The reliance on security questionnaires—a staple of 84% of programs—is increasingly viewed as ineffective. Only 34% of professionals actually believe the responses they receive from vendors, and a mere 14% are confident that vendor security posture truly meets their firm’s requirements. This “trust gap” is compounded by a staffing crisis where the typical program assesses 50 vendors per year for every one staff member dedicated to TPRM. Managing risk well requires frequent acquisition of good data that reveals the completeness of the risk management activities and the quality of the program outcomes.
The study proves that the strain on TPRM teams is more accurately measured by “material risk” rather than raw vendor counts. Teams managing 30 or more high-impact vendors per staff member never feel adequately staffed, whereas those managing 5-6 typically do. This report rewards the click by providing a roadmap for moving toward data-driven TPRM, leveraging objective signals like security ratings to improve transparency and decision speed. It is in the companies that are building data-driven TPRM programs where the future patterns and practices of third-party risk management will be defined.
Key Findings
- 86% Confidence Gap: Only 14% of TPRM professionals express high confidence that their vendors’ security postures actually meet their requirements.

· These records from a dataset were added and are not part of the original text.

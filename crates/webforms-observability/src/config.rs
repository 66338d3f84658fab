//! Logging section of the engine configuration.

use serde::{Deserialize, Serialize};
use webforms_core::RequestId;

use crate::logging::{LogFormat, LogLevel, StructuredLogger};

/// Level and format for per-request loggers.
#[derive(Debug, Clone, Copy, PartialEq, Eq, Serialize, Deserialize)]
#[serde(default)]
pub struct ObservabilityConfig {
    pub log_level: LogLevel,
    pub log_format: LogFormat,
}

impl Default for ObservabilityConfig {
    fn default() -> Self {
        Self {
            log_level: LogLevel::Info,
            log_format: LogFormat::Json,
        }
    }
}

impl ObservabilityConfig {
    /// Create a logger for one request using these settings.
    pub fn logger(&self, request_id: RequestId) -> StructuredLogger {
        StructuredLogger::new(request_id)
            .with_min_level(self.log_level)
            .with_format(self.log_format)
    }
}
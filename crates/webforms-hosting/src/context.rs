//! Per-request page state.

use std::sync::Arc;

use webforms_core::{LifecyclePhase, RequestContext, RouteData, RouteValues};
use webforms_routing::{RouteError, RouteTable};
use webforms_ui::{
    AutoIdCounter, ControlCollection, HtmlTextWriter, PageError, PageResult, PageServices,
};

/// Everything a control may ask of its page: routes, route data, request.
#[derive(Debug)]
pub struct PageEnvironment {
    routes: Arc<RouteTable>,
    route_data: Option<RouteData>,
    request: RequestContext,
}

impl PageEnvironment {
    pub fn new(
        routes: Arc<RouteTable>,
        route_data: Option<RouteData>,
        request: RequestContext,
    ) -> Self {
        Self {
            routes,
            route_data,
            request,
        }
    }

    pub fn routes(&self) -> &RouteTable {
        &self.routes
    }

    pub fn request(&self) -> &RequestContext {
        &self.request
    }
}

impl PageServices for PageEnvironment {
    fn get_route_url(&self, route_name: &str, values: &RouteValues) -> Result<String, RouteError> {
        self.routes.route_url(route_name, values)
    }

    fn route_data(&self) -> Option<&RouteData> {
        self.route_data.as_ref()
    }

    fn request_path(&self) -> &str {
        &self.request.path
    }

    fn resolve_url(&self, path: &str) -> String {
        self.routes.resolve_virtual_path(path)
    }
}

/// The page's control tree plus its request environment.
///
/// Handed to every page hook. Control hooks receive the environment half
/// only, as `&dyn PageServices`.
#[derive(Debug)]
pub struct PageContext {
    controls: ControlCollection,
    env: PageEnvironment,
    phase: LifecyclePhase,
}

impl PageContext {
    pub fn new(env: PageEnvironment) -> Self {
        Self {
            controls: ControlCollection::new(),
            env,
            phase: LifecyclePhase::Construct,
        }
    }

    /// Root child sequence.
    pub fn controls(&self) -> &ControlCollection {
        &self.controls
    }

    pub fn controls_mut(&mut self) -> &mut ControlCollection {
        &mut self.controls
    }

    /// Phase currently executing.
    pub fn phase(&self) -> LifecyclePhase {
        self.phase
    }

    pub fn request(&self) -> &RequestContext {
        &self.env.request
    }

    pub fn routes(&self) -> &RouteTable {
        &self.env.routes
    }

    /// Route data captured for this request; `None` when no route matched.
    pub fn route_data(&self) -> Option<&RouteData> {
        self.env.route_data.as_ref()
    }

    /// Like [`route_data`](Self::route_data), failing when no route matched.
    pub fn require_route_data(&self) -> Result<&RouteData, PageError> {
        self.route_data().ok_or(PageError::NoRouteData)
    }

    /// A captured route value; `None` when unmatched or missing.
    pub fn route_value(&self, key: &str) -> Option<&str> {
        self.route_data()?.value(key)
    }

    /// Application-absolute URL for a named route.
    pub fn get_route_url(&self, route_name: &str, values: &RouteValues) -> Result<String, RouteError> {
        self.env.get_route_url(route_name, values)
    }

    /// Resolve an application-relative (`~/`) path.
    pub fn resolve_url(&self, path: &str) -> String {
        self.env.resolve_url(path)
    }

    /// Services view handed to controls.
    pub fn services(&self) -> &dyn PageServices {
        &self.env
    }

    /// Render the root controls in insertion order.
    pub fn render_controls(&self, writer: &mut HtmlTextWriter) -> PageResult {
        self.controls.render(&self.env, writer)
    }

    pub(crate) fn set_phase(&mut self, phase: LifecyclePhase) {
        self.phase = phase;
    }

    pub(crate) fn init_controls(&mut self) -> PageResult {
        self.controls.init_recursive(&self.env)
    }

    pub(crate) fn load_controls(&mut self) -> PageResult {
        self.controls.load_recursive(&self.env)
    }

    pub(crate) fn pre_render_controls(&mut self) -> PageResult {
        self.controls.pre_render_recursive(&self.env)
    }

    pub(crate) fn unload_controls(&mut self) {
        self.controls.unload_recursive();
    }

    /// Assign automatic IDs and report duplicated sibling IDs.
    pub(crate) fn finalize_ids(&mut self) -> Vec<String> {
        self.controls.assign_automatic_ids(&mut AutoIdCounter::new());
        self.controls.duplicate_sibling_ids()
    }
}

#[cfg(test)]
mod tests {
    use super::*;
    use webforms_core::route_values;
    use webforms_ui::Label;

    fn context(path: &str, route_data: Option<RouteData>) -> PageContext {
        let mut routes = RouteTable::new();
        routes
            .map_page_route("ProductsByCategoryRoute", "Category/{categoryName}", "~/")
            .unwrap();
        PageContext::new(PageEnvironment::new(
            Arc::new(routes),
            route_data,
            RequestContext::new(path),
        ))
    }

    #[test]
    fn test_route_value_access() {
        let data = RouteData::new(
            "ProductsByCategoryRoute",
            route_values! { "categoryName" => "books" },
        );
        let ctx = context("/category/books", Some(data));

        assert_eq!(ctx.route_value("categoryname"), Some("books"));
        assert_eq!(ctx.route_value("missing"), None);
        assert_eq!(
            ctx.require_route_data().unwrap().route_name(),
            "ProductsByCategoryRoute"
        );
    }

    #[test]
    fn test_unmatched_request_has_no_route_data() {
        let ctx = context("/", None);

        assert!(ctx.route_data().is_none());
        assert_eq!(ctx.route_value("categoryName"), None);
        assert!(matches!(
            ctx.require_route_data(),
            Err(PageError::NoRouteData)
        ));
    }

    #[test]
    fn test_route_url_without_route_data() {
        let ctx = context("/", None);

        let url = ctx
            .get_route_url(
                "ProductsByCategoryRoute",
                &route_values! { "categoryName" => "MyTest" },
            )
            .unwrap();
        assert_eq!(url, "/Category/MyTest");
        assert!(ctx
            .get_route_url("Missing", &RouteValues::new())
            .is_err());
    }

    #[test]
    fn test_render_controls() {
        let mut ctx = context("/", None);
        ctx.controls_mut().add(Label::new().with_text("a"));
        ctx.controls_mut().add(Label::new().with_text("b"));

        let mut writer = HtmlTextWriter::new();
        ctx.render_controls(&mut writer).unwrap();
        assert_eq!(writer.as_str(), "<span>a</span><span>b</span>");
        assert_eq!(ctx.phase(), LifecyclePhase::Construct);
    }
}
//! Prelude for page authors.

pub use crate::{
    run_page, EngineConfig, HostError, Page, PageContext, PageHost, PageLifecycleDriver,
    RenderedPage,
};

pub use webforms_core::{route_values, LifecyclePhase, RequestContext, RouteData, RouteValues};
pub use webforms_routing::{RouteError, RouteTable};
pub use webforms_ui::{
    Control, ControlCollection, ControlState, HtmlForm, HtmlTextWriter, HyperLink, Label,
    LiteralControl, PageError, PageResult, PageServices, Panel, TextBox,
};
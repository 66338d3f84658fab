//! HTML encoding helpers.

use std::borrow::Cow;

/// Encode a value for use inside a double-quoted attribute.
pub fn html_attribute_encode(value: &str) -> Cow<'_, str> {
    encode(value, true)
}

/// Encode text content (`&`, `<`, `>`, `"`).
pub fn html_encode(value: &str) -> Cow<'_, str> {
    encode(value, false)
}

fn encode(value: &str, attribute: bool) -> Cow<'_, str> {
    let needs_encoding = value
        .chars()
        .any(|c| matches!(c, '&' | '<' | '>' | '"') || (attribute && c == '\''));
    if !needs_encoding {
        return Cow::Borrowed(value);
    }

    let mut out = String::with_capacity(value.len() + 8);
    for c in value.chars() {
        match c {
            '&' => out.push_str("&amp;"),
            '<' => out.push_str("&lt;"),
            '>' => out.push_str("&gt;"),
            '"' => out.push_str("&quot;"),
            '\'' if attribute => out.push_str("&#39;"),
            _ => out.push(c),
        }
    }
    Cow::Owned(out)
}

#[cfg(test)]
mod tests {
    use super::*;

    #[test]
    fn test_plain_values_are_borrowed() {
        assert!(matches!(html_attribute_encode("/Category/MyTest"), Cow::Borrowed(_)));
        assert!(matches!(html_encode("hello"), Cow::Borrowed(_)));
    }

    #[test]
    fn test_attribute_encoding() {
        assert_eq!(
            html_attribute_encode(r#"a"b'<c>&"#),
            "a&quot;b&#39;&lt;c&gt;&amp;"
        );
    }

    #[test]
    fn test_text_encoding_keeps_apostrophe() {
        assert_eq!(html_encode("it's <b>"), "it's &lt;b&gt;");
    }
}
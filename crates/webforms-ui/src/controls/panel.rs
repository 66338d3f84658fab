//! `<div>` container.

use crate::control::{Control, ControlState, PageServices};
use crate::controls::write_id_attribute;
use crate::error::PageResult;
use crate::writer::HtmlTextWriter;

/// Renders its children inside a `<div>`.
#[derive(Debug, Default)]
pub struct Panel {
    state: ControlState,
    css_class: Option<String>,
}

impl Panel {
    pub fn new() -> Self {
        Self::default()
    }

    pub fn with_id(mut self, id: impl Into<String>) -> Self {
        self.set_id(id.into());
        self
    }

    pub fn with_css_class(mut self, class: impl Into<String>) -> Self {
        self.css_class = Some(class.into());
        self
    }
}

impl Control for Panel {
    control_state!();

    fn render(&self, page: &dyn PageServices, writer: &mut HtmlTextWriter) -> PageResult {
        writer.write_begin_tag("div");
        write_id_attribute(self, writer);
        if let Some(class) = &self.css_class {
            writer.write_attribute("class", class);
        }
        writer.write_tag_right_char();
        self.render_children(page, writer)?;
        writer.write_end_tag("div");
        Ok(())
    }
}
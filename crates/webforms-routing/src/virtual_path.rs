//! Application-relative (`~/`) virtual path resolution.

/// Helpers for legacy virtual paths.
///
/// `~` stands for the application root, so with an application path of
/// `/shop` the virtual path `~/cart` resolves to `/shop/cart`.
pub struct VirtualPath;

impl VirtualPath {
    /// Normalize an application path to `/` or `/segment...` without a
    /// trailing slash.
    pub fn normalize_app_path(app_path: &str) -> String {
        let trimmed = app_path.trim_matches('/');
        if trimmed.is_empty() {
            "/".to_string()
        } else {
            format!("/{}", trimmed)
        }
    }

    /// Resolve a virtual path to an absolute path.
    ///
    /// - `~` and `~/x` resolve against the application root
    /// - absolute paths are returned unchanged
    /// - other relative paths are joined onto the application root
    pub fn resolve(app_path: &str, path: &str) -> String {
        if path.starts_with('/') {
            return path.to_string();
        }

        let relative = path
            .strip_prefix("~/")
            .or_else(|| path.strip_prefix('~'))
            .unwrap_or(path);
        Self::join(app_path, relative)
    }

    /// Whether the path is application-relative (`~` or `~/...`).
    pub fn is_app_relative(path: &str) -> bool {
        path == "~" || path.starts_with("~/")
    }

    /// Join a relative URL onto the application root.
    pub fn join(app_path: &str, relative: &str) -> String {
        let root = Self::normalize_app_path(app_path);
        let relative = relative.trim_start_matches('/');
        if root == "/" {
            format!("/{}", relative)
        } else if relative.is_empty() {
            format!("{}/", root)
        } else {
            format!("{}/{}", root, relative)
        }
    }
}
//! Server controls and the markup writer for the WebForms page engine.
//!
//! This crate provides the renderable tree:
//! - `HtmlTextWriter` - Linear markup accumulator
//! - `Control` - Capability trait with default composite rendering
//! - `ControlCollection` - Ordered, owning child sequence
//! - Built-in controls (`LiteralControl`, `Label`, `HyperLink`, `HtmlForm`, `TextBox`, `Panel`)
//! - `ListItem` / `ListItemCollection` - Items for list controls

mod control;
pub mod controls;
mod encode;
mod error;
mod list_item;
mod tree;
mod writer;

#[cfg(test)]
mod testing;

pub use control::*;
pub use controls::*;
pub use encode::*;
pub use error::*;
pub use list_item::*;
pub use tree::*;
pub use writer::*;
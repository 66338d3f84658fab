//! Server-side `<form>`.

use crate::control::{Control, ControlState, PageServices};
use crate::controls::write_id_attribute;
use crate::error::PageResult;
use crate::writer::HtmlTextWriter;

/// Renders a post-back form targeting the current request path.
#[derive(Debug, Default)]
pub struct HtmlForm {
    state: ControlState,
    method: Option<String>,
    action: Option<String>,
}

impl HtmlForm {
    pub fn new() -> Self {
        Self::default()
    }

    pub fn with_id(mut self, id: impl Into<String>) -> Self {
        self.set_id(id.into());
        self
    }

    /// Override the `method` attribute (default `post`).
    pub fn with_method(mut self, method: impl Into<String>) -> Self {
        self.method = Some(method.into());
        self
    }

    /// Override the `action` attribute (default: the request path).
    pub fn with_action(mut self, action: impl Into<String>) -> Self {
        self.action = Some(action.into());
        self
    }
}

impl Control for HtmlForm {
    control_state!();

    fn render(&self, page: &dyn PageServices, writer: &mut HtmlTextWriter) -> PageResult {
        let action = match &self.action {
            Some(action) if action.starts_with('~') => page.resolve_url(action),
            Some(action) => action.clone(),
            None => page.request_path().to_string(),
        };

        writer.write_begin_tag("form");
        writer.write_attribute("method", self.method.as_deref().unwrap_or("post"));
        writer.write_attribute("action", &action);
        write_id_attribute(self, writer);
        writer.write_tag_right_char();
        self.render_children(page, writer)?;
        writer.write_end_tag("form");
        Ok(())
    }
}

#[cfg(test)]
mod tests {
    use super::*;
    use crate::testing::{render_to_string, StaticPage};

    #[test]
    fn test_form_posts_to_request_path() {
        let page = StaticPage::default().at_path("/path");
        let mut writer = HtmlTextWriter::new();
        HtmlForm::new().render(&page, &mut writer).unwrap();

        assert_eq!(writer.as_str(), r#"<form method="post" action="/path"></form>"#);
    }

    #[test]
    fn test_form_overrides() {
        let form = HtmlForm::new()
            .with_id("form1")
            .with_method("get")
            .with_action("~/search");

        assert_eq!(
            render_to_string(&form),
            r#"<form method="get" action="/search" id="form1"></form>"#
        );
    }
}
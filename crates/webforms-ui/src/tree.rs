//! Recursive lifecycle walks over a control tree.

use crate::control::{ControlCollection, PageServices};
use crate::error::PageResult;

/// Prefix of automatically assigned identifiers.
pub const AUTOMATIC_ID_PREFIX: &str = "ctl";

/// Page-wide counter for automatic identifiers.
#[derive(Debug, Default)]
pub struct AutoIdCounter {
    next: usize,
}

impl AutoIdCounter {
    pub fn new() -> Self {
        Self::default()
    }

    /// Next identifier: `ctl00`, `ctl01`, ..., `ctl99`, `ctl100`, ...
    pub fn next_id(&mut self) -> String {
        let id = format!("{}{:02}", AUTOMATIC_ID_PREFIX, self.next);
        self.next += 1;
        id
    }
}

impl ControlCollection {
    /// Run `on_init` over the subtree, children before their parent.
    pub fn init_recursive(&mut self, page: &dyn PageServices) -> PageResult {
        for control in self.iter_mut() {
            control.controls_mut().init_recursive(page)?;
            control.on_init(page)?;
        }
        Ok(())
    }

    /// Run `on_load` over the subtree, parents before their children.
    pub fn load_recursive(&mut self, page: &dyn PageServices) -> PageResult {
        for control in self.iter_mut() {
            control.on_load(page)?;
            control.controls_mut().load_recursive(page)?;
        }
        Ok(())
    }

    /// Run `on_pre_render` over the subtree, parents before their children.
    pub fn pre_render_recursive(&mut self, page: &dyn PageServices) -> PageResult {
        for control in self.iter_mut() {
            control.on_pre_render(page)?;
            control.controls_mut().pre_render_recursive(page)?;
        }
        Ok(())
    }

    /// Run `on_unload` over the subtree, children before their parent.
    pub fn unload_recursive(&mut self) {
        for control in self.iter_mut() {
            control.controls_mut().unload_recursive();
            control.on_unload();
        }
    }

    /// Give every control that requires an identifier but has none an
    /// automatic one, in document order. Explicit identifiers are kept.
    pub fn assign_automatic_ids(&mut self, counter: &mut AutoIdCounter) {
        for control in self.iter_mut() {
            if control.requires_id() && control.id().is_none() {
                control.set_id(counter.next_id());
            }
            control.controls_mut().assign_automatic_ids(counter);
        }
    }

    /// Identifiers that appear on more than one sibling anywhere in the
    /// subtree, in document order of their second occurrence.
    pub fn duplicate_sibling_ids(&self) -> Vec<String> {
        let mut duplicates = Vec::new();
        self.collect_duplicate_ids(&mut duplicates);
        duplicates
    }

    fn collect_duplicate_ids(&self, duplicates: &mut Vec<String>) {
        let mut seen: Vec<&str> = Vec::new();
        for control in self.iter() {
            if let Some(id) = control.id() {
                if seen.contains(&id) {
                    if !duplicates.iter().any(|d| d == id) {
                        duplicates.push(id.to_string());
                    }
                } else {
                    seen.push(id);
                }
            }
            control.controls().collect_duplicate_ids(duplicates);
        }
    }

    /// Number of controls in the subtree, excluding this collection's owner.
    pub fn count_recursive(&self) -> usize {
        self.iter()
            .map(|c| 1 + c.controls().count_recursive())
            .sum()
    }
}

#[cfg(test)]
mod tests {
    use std::sync::{Arc, Mutex};

    use super::*;
    use crate::control::{Control, ControlState};
    use crate::controls::{HtmlForm, Label, Panel, TextBox};
    use crate::testing::StaticPage;

    #[derive(Debug)]
    struct Recorder {
        state: ControlState,
        name: &'static str,
        log: Arc<Mutex<Vec<String>>>,
    }

    impl Recorder {
        fn new(name: &'static str, log: &Arc<Mutex<Vec<String>>>) -> Self {
            Self {
                state: ControlState::new(),
                name,
                log: Arc::clone(log),
            }
        }

        fn record(&self, event: &str) {
            self.log.lock().unwrap().push(format!("{}:{}", self.name, event));
        }
    }

    impl Control for Recorder {
        fn state(&self) -> &ControlState {
            &self.state
        }

        fn state_mut(&mut self) -> &mut ControlState {
            &mut self.state
        }

        fn on_init(&mut self, _page: &dyn PageServices) -> PageResult {
            self.record("init");
            Ok(())
        }

        fn on_load(&mut self, _page: &dyn PageServices) -> PageResult {
            self.record("load");
            Ok(())
        }

        fn on_unload(&mut self) {
            self.record("unload");
        }
    }

    fn tree(log: &Arc<Mutex<Vec<String>>>) -> ControlCollection {
        let mut parent = Recorder::new("parent", log);
        parent.controls_mut().add(Recorder::new("child", log));
        let mut controls = ControlCollection::new();
        controls.add(parent);
        controls.add(Recorder::new("sibling", log));
        controls
    }

    #[test]
    fn test_init_runs_children_first() {
        let log = Arc::new(Mutex::new(Vec::new()));
        let mut controls = tree(&log);

        controls.init_recursive(&StaticPage::default()).unwrap();
        assert_eq!(
            *log.lock().unwrap(),
            vec!["child:init", "parent:init", "sibling:init"]
        );
    }

    #[test]
    fn test_load_runs_parents_first() {
        let log = Arc::new(Mutex::new(Vec::new()));
        let mut controls = tree(&log);

        controls.load_recursive(&StaticPage::default()).unwrap();
        assert_eq!(
            *log.lock().unwrap(),
            vec!["parent:load", "child:load", "sibling:load"]
        );
    }

    #[test]
    fn test_unload_runs_children_first() {
        let log = Arc::new(Mutex::new(Vec::new()));
        let mut controls = tree(&log);

        controls.unload_recursive();
        assert_eq!(
            *log.lock().unwrap(),
            vec!["child:unload", "parent:unload", "sibling:unload"]
        );
    }

    #[test]
    fn test_automatic_ids_in_document_order() {
        let mut form = HtmlForm::new();
        form.controls_mut().add(TextBox::new());
        form.controls_mut().add(TextBox::new().with_id("explicit"));
        form.controls_mut().add(TextBox::new());
        let mut controls = ControlCollection::new();
        controls.add(Label::new());
        controls.add(form);

        controls.assign_automatic_ids(&mut AutoIdCounter::new());

        assert_eq!(controls[0].id(), None);
        assert_eq!(controls[1].id(), None);
        let inner = controls[1].controls();
        assert_eq!(inner[0].id(), Some("ctl00"));
        assert_eq!(inner[1].id(), Some("explicit"));
        assert_eq!(inner[2].id(), Some("ctl01"));
    }

    #[test]
    fn test_counter_widens_past_99() {
        let mut counter = AutoIdCounter::new();
        let ids: Vec<_> = (0..101).map(|_| counter.next_id()).collect();
        assert_eq!(ids[0], "ctl00");
        assert_eq!(ids[9], "ctl09");
        assert_eq!(ids[99], "ctl99");
        assert_eq!(ids[100], "ctl100");
    }

    #[test]
    fn test_duplicate_sibling_ids() {
        let mut panel = Panel::new();
        panel.controls_mut().add(Label::new().with_id("x"));
        panel.controls_mut().add(Label::new().with_id("x"));
        let mut controls = ControlCollection::new();
        controls.add(Label::new().with_id("x"));
        controls.add(panel);
        controls.add(Label::new().with_id("y"));

        assert_eq!(controls.duplicate_sibling_ids(), vec!["x".to_string()]);
        assert_eq!(controls.count_recursive(), 5);
    }
}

- The 50:1 Staffing Ratio: TPRM programs typically manage a ratio of 50 assessed vendors for every one full-time equivalent staff member.
- Low Remediation Action: 81% of TPRM programs say they rarely require vendors to remediate findings, despite noting widespread passing grades on questionnaires.
- Questionnaire Trust Deficit: Only 34% of security practitioners believe the answers provided in vendor risk assessment questionnaires.
- The 8-to-1 Ripple Effect: Downstream entities affected by supply chain “ripple” incidents outnumber primary breach victims by more than 8-to-1.
- Adequacy Threshold: TPRM staff only feel “always” adequately staffed when managing six or fewer high-impact (material risk) vendors per FTE.

Vetted survey analysis of 154 active third-party risk management professionals across global regions.